10 Great Eco-Horror Films You Need To See

When the planet bites back...

Godzilla original
Toho

Eco-Horror is a sub-genre of horror that explores environmental themes and plotlines. It takes an earth-centred approach to horror and addresses how human culture’s connection to the physical world – which it is both affecting and affected by it – can result in terrifying events. Anything earth related technically falls under eco-horror, but they are usually films about animals or creatures, plants, and environmental disasters, both natural and man-made.

Our world is becoming more aware of our role in the environment thanks to climate change activists like Greta Thunberg and animal environment activists like Steve Irwin’s kids Bindi and Robert, but horror has been ahead of the curve with this understanding for a long time.

We can expect the horror genre to engage with this topic more in the coming years, but here are some of the best films we have so far.

10. Creature From The Black Lagoon (1954)

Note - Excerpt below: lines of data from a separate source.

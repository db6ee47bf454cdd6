use std::ffi::OsString;
use std::path::PathBuf;

use conversion_core::{ErrorContext, ErrorRecord};

use super::{RecoveryError, RecoveryOutcome, RecoveryStrategy};
use crate::persist::ensure_writable_dir;

/// `write-failed` and `permission-denied`: point the output at a writable
/// fallback directory.
pub struct OutputRedirectStrategy {
    fallback_dir: PathBuf,
}

impl OutputRedirectStrategy {
    pub fn new(fallback_dir: PathBuf) -> Self {
        Self { fallback_dir }
    }
}

#[async_trait::async_trait]
impl RecoveryStrategy for OutputRedirectStrategy {
    fn name(&self) -> &'static str {
        "output-redirect"
    }

    async fn recover(
        &self,
        _record: &ErrorRecord,
        context: &mut ErrorContext,
    ) -> Result<RecoveryOutcome, RecoveryError> {
        let original = context.output_path.clone().or_else(|| context.path.clone());
        let file_name = original
            .as_deref()
            .and_then(|p| p.file_name())
            .map(|n| n.to_os_string())
            .unwrap_or_else(|| OsString::from("output"));

        if original
            .as_deref()
            .is_some_and(|p| p.starts_with(&self.fallback_dir))
        {
            return Ok(RecoveryOutcome::failed(format!(
                "output already redirected to {}",
                self.fallback_dir.display()
            )));
        }

        if let Err(err) = ensure_writable_dir(&self.fallback_dir) {
            return Ok(RecoveryOutcome::failed(format!(
                "alternate location {} is not writable: {err}",
                self.fallback_dir.display()
            )));
        }

        let redirected = self.fallback_dir.join(file_name);
        context.output_path = Some(redirected.clone());
        Ok(RecoveryOutcome::recovered(format!(
            "output redirected to {}",
            redirected.display()
        )))
    }
}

Creature From The Black Lagoon
Universal Pictures

The last classic monster from the Universal Monster cycle, Gill Man from Creature from the Black Lagoon is a perfect example humanity’s fear of the unknown, and perhaps a lesson about when we should leave well enough alone. Gill Man lives peacefully in the Amazon jungle until his habitat is disturbed by a scientific expedition and because we just can’t help ourselves, the scientists decide that he must be captured and studied.

Creature from the Black Lagoon features many moments of pure, unadulterated horror but it also confronts us with an important question: do we have the right to remove this creature from its home and use scientific (and often inhuman) methods to study it? Gill Man’s willingness to kill to preserve his freedom is shocking to the scientists, but would we do anything different in his shoes?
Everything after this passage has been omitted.